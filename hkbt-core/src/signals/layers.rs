//! Four-layer weighted scoring filter over a pair of indicator snapshots
//! (primary timeframe plus a higher confirmation timeframe).

use crate::indicators::IndicatorSnapshot;

pub const MARKET_STATE_WEIGHT: f64 = 0.15;
pub const MACD_WEIGHT: f64 = 0.35;
pub const BOLL_WEIGHT: f64 = 0.25;
pub const VOLUME_WEIGHT: f64 = 0.25;

const MARKET_STATE_THRESHOLD: f64 = 50.0;
const MACD_THRESHOLD: f64 = 60.0;
const BOLL_THRESHOLD: f64 = 50.0;
const VOLUME_THRESHOLD: f64 = 60.0;
const TOTAL_THRESHOLD: f64 = 70.0;

#[derive(Debug, Clone, Copy, Default)]
pub struct LayerScores {
    pub market_state: f64,
    pub macd: f64,
    pub boll: f64,
    pub volume: f64,
}

impl LayerScores {
    pub fn weighted_total(&self) -> f64 {
        MARKET_STATE_WEIGHT * self.market_state
            + MACD_WEIGHT * self.macd
            + BOLL_WEIGHT * self.boll
            + VOLUME_WEIGHT * self.volume
    }

    /// Every layer must clear its own threshold AND the weighted total must
    /// reach 70 for a candidate signal to survive.
    pub fn passes(&self) -> bool {
        self.market_state >= MARKET_STATE_THRESHOLD
            && self.macd >= MACD_THRESHOLD
            && self.boll >= BOLL_THRESHOLD
            && self.volume >= VOLUME_THRESHOLD
            && self.weighted_total() >= TOTAL_THRESHOLD
    }
}

/// `score = 100 * clamp((atrRatio - 0.005) / (0.05 - 0.005), 0, 1)`, plus a
/// 20-point bonus (capped at 100) when bandwidth sits in `[0.03, 0.15]`.
pub fn score_market_state(primary: &IndicatorSnapshot) -> f64 {
    let atr_ratio = primary.atr_ratio_price().unwrap_or(0.0);
    let mut score = 100.0 * ((atr_ratio - 0.005) / (0.05 - 0.005)).clamp(0.0, 1.0);
    if let Some(boll) = primary.boll {
        if (0.03..=0.15).contains(&boll.bandwidth) {
            score = (score + 20.0).min(100.0);
        }
    }
    score
}

/// 20 points each for `macd > signal`, `histogram > 0`, and the confirmation
/// timeframe agreeing on `macd > signal`; 30 points for no bearish
/// divergence; 10 points if the histogram grew versus the prior bar.
pub fn score_macd(
    primary: &IndicatorSnapshot,
    confirm: &IndicatorSnapshot,
    prev_histogram: Option<f64>,
) -> f64 {
    let (Some(p), Some(c)) = (primary.macd, confirm.macd) else {
        return 0.0;
    };
    let mut score = 0.0;
    if p.macd > p.signal {
        score += 20.0;
    }
    if p.histogram > 0.0 {
        score += 20.0;
    }
    if c.macd > c.signal {
        score += 20.0;
    }
    if !primary.macd_bearish_divergence {
        score += 30.0;
    }
    if prev_histogram.is_some_and(|prev| p.histogram > prev) {
        score += 10.0;
    }
    score
}

/// 50 if price sits in `(middle, upper)`, 30 if in `(lower, middle)`, else 0;
/// plus 50 if bandwidth is strictly inside `(0.03, 0.15)`.
pub fn score_boll(primary: &IndicatorSnapshot) -> f64 {
    let Some(boll) = primary.boll else {
        return 0.0;
    };
    let mut score = if primary.close > boll.middle && primary.close < boll.upper {
        50.0
    } else if primary.close > boll.lower && primary.close < boll.middle {
        30.0
    } else {
        0.0
    };
    if boll.bandwidth > 0.03 && boll.bandwidth < 0.15 {
        score += 50.0;
    }
    score
}

/// 30 for `volumeRatio >= 1.5`, +20 more for `>= 2.0`; 50 for a price-up /
/// volume-up or price-down / volume-dry confirmation.
pub fn score_volume(primary: &IndicatorSnapshot) -> f64 {
    let mut score = 0.0;
    if primary.volume_ratio >= 1.5 {
        score += 30.0;
    }
    if primary.volume_ratio >= 2.0 {
        score += 20.0;
    }
    if let Some(prev_close) = primary.prev_close {
        let delta = primary.close - prev_close;
        let price_up_volume_up = delta > 0.0 && primary.volume_ratio > 1.2;
        let price_down_volume_dry = delta < 0.0 && primary.volume_ratio < 0.8;
        if price_up_volume_up || price_down_volume_dry {
            score += 50.0;
        }
    }
    score
}

/// Sign agreement across timeframes for MACD direction, Bollinger
/// price-vs-middle position, and EMA20-vs-EMA50 order.
pub fn resonance_agrees(primary: &IndicatorSnapshot, confirm: &IndicatorSnapshot) -> bool {
    let macd_ok = match (primary.macd, confirm.macd) {
        (Some(p), Some(c)) => (p.macd > p.signal) == (c.macd > c.signal),
        _ => false,
    };
    let boll_ok = match (primary.boll, confirm.boll) {
        (Some(p), Some(c)) => (primary.close > p.middle) == (confirm.close > c.middle),
        _ => false,
    };
    let ema_ok = match (primary.ema20, primary.ema50, confirm.ema20, confirm.ema50) {
        (Some(p20), Some(p50), Some(c20), Some(c50)) => (p20 > p50) == (c20 > c50),
        _ => false,
    };
    macd_ok && boll_ok && ema_ok
}

#[cfg(test)]
mod tests {
    use super::*;
    use crate::indicators::{BollingerValue, MacdValue};

    fn snapshot(close: f64, volume_ratio: f64) -> IndicatorSnapshot {
        IndicatorSnapshot {
            close,
            prev_close: Some(close - 1.0),
            atr: Some(1.0),
            volume_ratio,
            ..Default::default()
        }
    }

    #[test]
    fn market_state_score_zero_below_atr_floor() {
        let snap = snapshot(100.0, 1.0);
        assert_eq!(score_market_state(&snap), 0.0);
    }

    #[test]
    fn market_state_score_gets_bandwidth_bonus() {
        let mut snap = snapshot(100.0, 1.0);
        snap.atr = Some(2.0); // atrRatio = 0.02 -> mid-range
        snap.boll = Some(BollingerValue {
            middle: 100.0,
            upper: 105.0,
            lower: 95.0,
            bandwidth: 0.10,
        });
        let score = score_market_state(&snap);
        assert!(score > 0.0 && score <= 100.0);
    }

    #[test]
    fn macd_score_accumulates_each_component() {
        let mut primary = snapshot(100.0, 1.0);
        primary.macd = Some(MacdValue {
            macd: 1.0,
            signal: 0.5,
            histogram: 0.5,
        });
        let mut confirm = snapshot(100.0, 1.0);
        confirm.macd = Some(MacdValue {
            macd: 1.0,
            signal: 0.5,
            histogram: 0.5,
        });
        let score = score_macd(&primary, &confirm, Some(0.2));
        assert_eq!(score, 20.0 + 20.0 + 20.0 + 30.0 + 10.0);
    }

    #[test]
    fn boll_score_rewards_upper_half_and_mid_bandwidth() {
        let mut snap = snapshot(102.0, 1.0);
        snap.boll = Some(BollingerValue {
            middle: 100.0,
            upper: 105.0,
            lower: 95.0,
            bandwidth: 0.10,
        });
        assert_eq!(score_boll(&snap), 100.0);
    }

    #[test]
    fn volume_score_rewards_price_up_volume_up() {
        let snap = snapshot(105.0, 1.8);
        assert_eq!(score_volume(&snap), 30.0 + 50.0);
    }

    #[test]
    fn resonance_requires_all_three_to_agree() {
        let boll = BollingerValue {
            middle: 100.0,
            upper: 105.0,
            lower: 95.0,
            bandwidth: 0.1,
        };
        let macd = MacdValue {
            macd: 1.0,
            signal: 0.5,
            histogram: 0.5,
        };
        let primary = IndicatorSnapshot {
            close: 102.0,
            macd: Some(macd),
            boll: Some(boll),
            ema20: Some(101.0),
            ema50: Some(99.0),
            ..Default::default()
        };
        let confirm = primary.clone();
        assert!(resonance_agrees(&primary, &confirm));

        let mut disagreeing = confirm;
        disagreeing.ema20 = Some(90.0);
        disagreeing.ema50 = Some(99.0);
        assert!(!resonance_agrees(&primary, &disagreeing));
    }
}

━━━━━━━━━━

Copy out all lines from the material above that contain the string "bool".

Response area:
    pub fn passes(&self) -> bool {
pub fn resonance_agrees(primary: &IndicatorSnapshot, confirm: &IndicatorSnapshot) -> bool {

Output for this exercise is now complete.